I don’t understand why people don’t just get mods. It’s cheaper, better quality, controllable, and doesn’t create nearly as much waste.
I used to go through at least 5 dispos a month at $12-18 each. Now, a $20 bottle of juice can last me at least a month and a half, and coils are like $5 a pop.
Exactly. Like, we went from those BLU disposables, largely to replaceable mods. But then some time in the past, like, three years it all went backwards to mod-sized disposables. Like…what. Why. There’s no way it’s cheaper for the company.
Well, after the govt arbitrarily killed the pod system, they needed another easily accessible system to get new customers (see: teens and college kids) on board…
Mods have a much higher starting cost, which isn’t very appealing to someone who doesn’t already smoke or vape.
I wouldn’t call this an invisible problem. Just an ignored problem.
This is the best summary I could come up with:
“Invisible” e-waste — from disposable vapes to toys and tangles of cables — is piling up and robbing supply chains of valuable materials.
Altogether, vapes and other small consumer items considered “invisible” weigh in at 9 billion kilograms (9 million metric tons) a year.
That’s like half a million dump trucks worth of electric toothbrushes, ugly holiday sweaters adorned with LEDs, drones, and other small electronics.

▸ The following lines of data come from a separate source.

//! Highlight appearance options
//!
//! Colors come in light and dark variants per channel; the session picks the
//! dark variant when the highlighted text itself is dark, so the overlay stays
//! visible against the text it sits behind. Radii are corner radii in pixels,
//! forwarded to the paint procedures through the radius properties.

use crate::error::{Result, StyleError};
use crate::style::Rgba;

/// Default sentence fill, a faint violet wash.
pub const DEFAULT_SENTENCE_COLOR: Rgba = Rgba::new(122, 89, 255, 0.08);
/// Sentence fill used over dark text.
pub const DEFAULT_SENTENCE_DARK_COLOR: Rgba = Rgba::new(122, 89, 255, 0.16);
/// Default word fill, twice the sentence alpha.
pub const DEFAULT_WORD_COLOR: Rgba = Rgba::new(122, 89, 255, 0.16);
/// Word fill used over dark text.
pub const DEFAULT_WORD_DARK_COLOR: Rgba = Rgba::new(122, 89, 255, 0.32);
/// Default corner radius for both channels, in pixels.
pub const DEFAULT_HIGHLIGHT_RADIUS: f32 = 6.0;

/// Appearance of the two highlight channels.
///
/// The defaults reproduce the stock look; individual fields can be replaced
/// either directly or by parsing CSS color strings through the setters.
#[derive(Debug, Clone, PartialEq)]
pub struct HighlightOptions {
  pub sentence_color: Rgba,
  pub sentence_dark_color: Rgba,
  pub sentence_radius: f32,
  pub word_color: Rgba,
  pub word_dark_color: Rgba,
  pub word_radius: f32,
}

impl Default for HighlightOptions {
  fn default() -> Self {
    Self {
      sentence_color: DEFAULT_SENTENCE_COLOR,
      sentence_dark_color: DEFAULT_SENTENCE_DARK_COLOR,
      sentence_radius: DEFAULT_HIGHLIGHT_RADIUS,
      word_color: DEFAULT_WORD_COLOR,
      word_dark_color: DEFAULT_WORD_DARK_COLOR,
      word_radius: DEFAULT_HIGHLIGHT_RADIUS,
    }
  }
}

impl HighlightOptions {
  pub fn new() -> Self {
    Self::default()
  }

  /// Sets the sentence fill from a CSS color string.
  ///
  /// # Errors
  ///
  /// Returns [`StyleError::InvalidColor`] when the value does not parse.
  pub fn set_sentence_color(&mut self, value: &str) -> Result<()> {
    self.sentence_color = parse_color(value)?;
    Ok(())
  }

  /// Sets the sentence fill used over dark text from a CSS color string.
  pub fn set_sentence_dark_color(&mut self, value: &str) -> Result<()> {
    self.sentence_dark_color = parse_color(value)?;
    Ok(())
  }

  /// Sets the word fill from a CSS color string.
  pub fn set_word_color(&mut self, value: &str) -> Result<()> {
    self.word_color = parse_color(value)?;
    Ok(())
  }

  /// Sets the word fill used over dark text from a CSS color string.
  pub fn set_word_dark_color(&mut self, value: &str) -> Result<()> {
    self.word_dark_color = parse_color(value)?;
    Ok(())
  }
}

fn parse_color(value: &str) -> Result<Rgba> {
  Rgba::parse(value).map_err(|_| {
    StyleError::InvalidColor {
      value: value.to_string(),
    }
    .into()
  })
}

While discarded appliances and computers have posed problems for decades, the new analysis shines a light on often overlooked trends that have grown into a global mess.
Vapes (like other rechargeable devices) that wind up in the trash are a waste of lithium, a key battery mineral that the world is going to need a lot of to transition to cleaner energy and transportation.
“Millions of electronic cigarettes are being thrown away in a dustbin every single week … it’s an issue of great concern,” WEEE Forum director-general Pascal Leroy said in the press briefing.